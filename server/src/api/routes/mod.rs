//! API route handlers and router composition

pub mod activity;
pub mod health;
pub mod permissions;
pub mod resources;

use std::path::PathBuf;
use std::sync::Arc;

use axum::Router;
use axum::extract::DefaultBodyLimit;
use axum::routing::get;
use tower_http::trace::TraceLayer;

use resources::ResourcesApiState;

use super::auth::{AuthState, require_auth};
use super::middleware::{self, AllowedOrigins};
use crate::core::constants::DEFAULT_BODY_LIMIT;
use crate::data::Database;
use crate::domain::{
    AccessGate, AccessPolicy, ActivityService, CatalogService, EngagementService,
    PermissionMatrix,
};

/// Domain services shared by the HTTP handlers
#[derive(Clone)]
pub struct ApiServices {
    pub database: Arc<Database>,
    pub signing_key: Arc<Vec<u8>>,
    pub catalog: CatalogService,
    pub gate: AccessGate,
    pub engagement: EngagementService,
    pub permissions: PermissionMatrix,
    pub activity: ActivityService,
}

impl ApiServices {
    pub fn new(
        database: Arc<Database>,
        signing_key: Vec<u8>,
        uploads_dir: PathBuf,
        policy: AccessPolicy,
    ) -> Self {
        let engagement = EngagementService::new(database.clone(), uploads_dir);
        Self {
            signing_key: Arc::new(signing_key),
            catalog: CatalogService::new(database.clone(), policy),
            gate: AccessGate::new(database.clone(), engagement.clone(), policy),
            permissions: PermissionMatrix::new(database.clone()),
            activity: ActivityService::new(database.clone()),
            engagement,
            database,
        }
    }
}

/// Full API router: public catalog, authenticated actions, school and admin
/// surfaces, with CORS, tracing and the JSON 404 fallback.
pub fn build_router(services: ApiServices, allowed_origins: &AllowedOrigins) -> Router {
    let auth = axum::middleware::from_fn_with_state(
        AuthState {
            database: services.database.clone(),
            signing_key: services.signing_key.clone(),
        },
        require_auth,
    );

    let resources_state = ResourcesApiState {
        catalog: services.catalog,
        gate: services.gate,
        engagement: services.engagement,
    };

    let resource_routes = resources::public_routes(resources_state.clone())
        .merge(resources::member_routes(resources_state.clone()).layer(auth.clone()));

    let school_routes = resources::school_routes(resources_state.clone()).layer(auth.clone());

    let admin_routes = resources::admin_routes(resources_state)
        .nest("/schools", permissions::routes(services.permissions))
        .merge(activity::routes(services.activity))
        .layer(auth);

    Router::new()
        .route("/api/health", get(health::health))
        .nest("/api/resources", resource_routes)
        .nest("/api/school", school_routes)
        .nest("/api/admin", admin_routes)
        .fallback(middleware::handle_404)
        .layer(middleware::cors(allowed_origins))
        .layer(DefaultBodyLimit::max(DEFAULT_BODY_LIMIT))
        .layer(TraceLayer::new_for_http())
}
//! HTTP middleware (CORS, 404 handler)

use axum::Json;
use axum::extract::Request;
use axum::http::{HeaderValue, Method, StatusCode, header};
use axum::response::IntoResponse;
use tower_http::cors::{AllowOrigin, CorsLayer};

use crate::core::config::is_all_interfaces;

/// Allowed origins configuration
#[derive(Debug, Clone)]
pub struct AllowedOrigins {
    origins: Vec<String>,
}

impl AllowedOrigins {
    /// Create allowed origins from host and port configuration
    pub fn new(host: &str, port: u16) -> Self {
        // Loopback and wildcard binds accept both spellings of localhost
        let base_hosts: Vec<&str> =
            if is_all_interfaces(host) || host == "127.0.0.1" || host == "localhost" {
                vec!["localhost", "127.0.0.1"]
            } else {
                vec![host]
            };

        let origins = base_hosts
            .iter()
            .flat_map(|h| [format!("http://{}:{}", h, port), format!("http://{}", h)])
            .collect();

        Self { origins }
    }

    /// Check if an origin is allowed
    pub fn is_allowed(&self, origin: &str) -> bool {
        self.origins.iter().any(|o| o == origin)
    }

    fn as_header_values(&self) -> Vec<HeaderValue> {
        self.origins.iter().filter_map(|o| o.parse().ok()).collect()
    }
}

/// Create CORS layer
pub fn cors(allowed: &AllowedOrigins) -> CorsLayer {
    CorsLayer::new()
        .allow_origin(AllowOrigin::list(allowed.as_header_values()))
        .allow_methods([
            Method::GET,
            Method::POST,
            Method::PUT,
            Method::DELETE,
            Method::OPTIONS,
        ])
        .allow_headers([
            header::CONTENT_TYPE,
            header::AUTHORIZATION,
            header::ACCEPT,
            header::ORIGIN,
        ])
}

/// Handle 404 Not Found with the standard envelope
pub async fn handle_404(req: Request) -> impl IntoResponse {
    tracing::debug!(method = %req.method(), uri = %req.uri(), "[404]");
    (
        StatusCode::NOT_FOUND,
        Json(serde_json::json!({
            "success": false,
            "code": "ROUTE_NOT_FOUND",
            "message": format!("No route for {} {}", req.method(), req.uri().path()),
        })),
    )
}
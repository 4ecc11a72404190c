//! Hashing helpers

use sha2::{Digest, Sha256};

/// Calculate SHA256 hash and return as hex string
pub fn sha256_hex(data: &str) -> String {
    let mut hasher = Sha256::new();
    hasher.update(data.as_bytes());
    hex::encode(hasher.finalize())
}

#[cfg(test)]
mod tests {
    use super::*;

    #[test]
    fn test_sha256_hex_known_value() {
        assert_eq!(
            sha256_hex(""),
            "e3b0c44298fc1c149afbf4c8996fb92427ae41e4649b934ca495991b7852b855"
        );
    }

    #[test]
    fn test_sha256_hex_is_lowercase_and_fixed_width() {
        let digest = sha256_hex("CREATE TABLE grades (id INTEGER)");
        assert_eq!(digest.len(), 64);
        assert!(digest.chars().all(|c| c.is_ascii_digit() || c.is_ascii_lowercase()));
    }
}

☆ ☆ ☆ ☆

Restate, word for word and with nothing added, the lines from the first line of the listing through the one where "use tower_http::trace::TraceLayer;" stands.

filename server/src/api/routes/mod.rs
//! API route handlers and router composition

pub mod activity;
pub mod health;
pub mod permissions;
pub mod resources;

use std::path::PathBuf;
use std::sync::Arc;

use axum::Router;
use axum::extract::DefaultBodyLimit;
use axum::routing::get;
use tower_http::trace::TraceLayer;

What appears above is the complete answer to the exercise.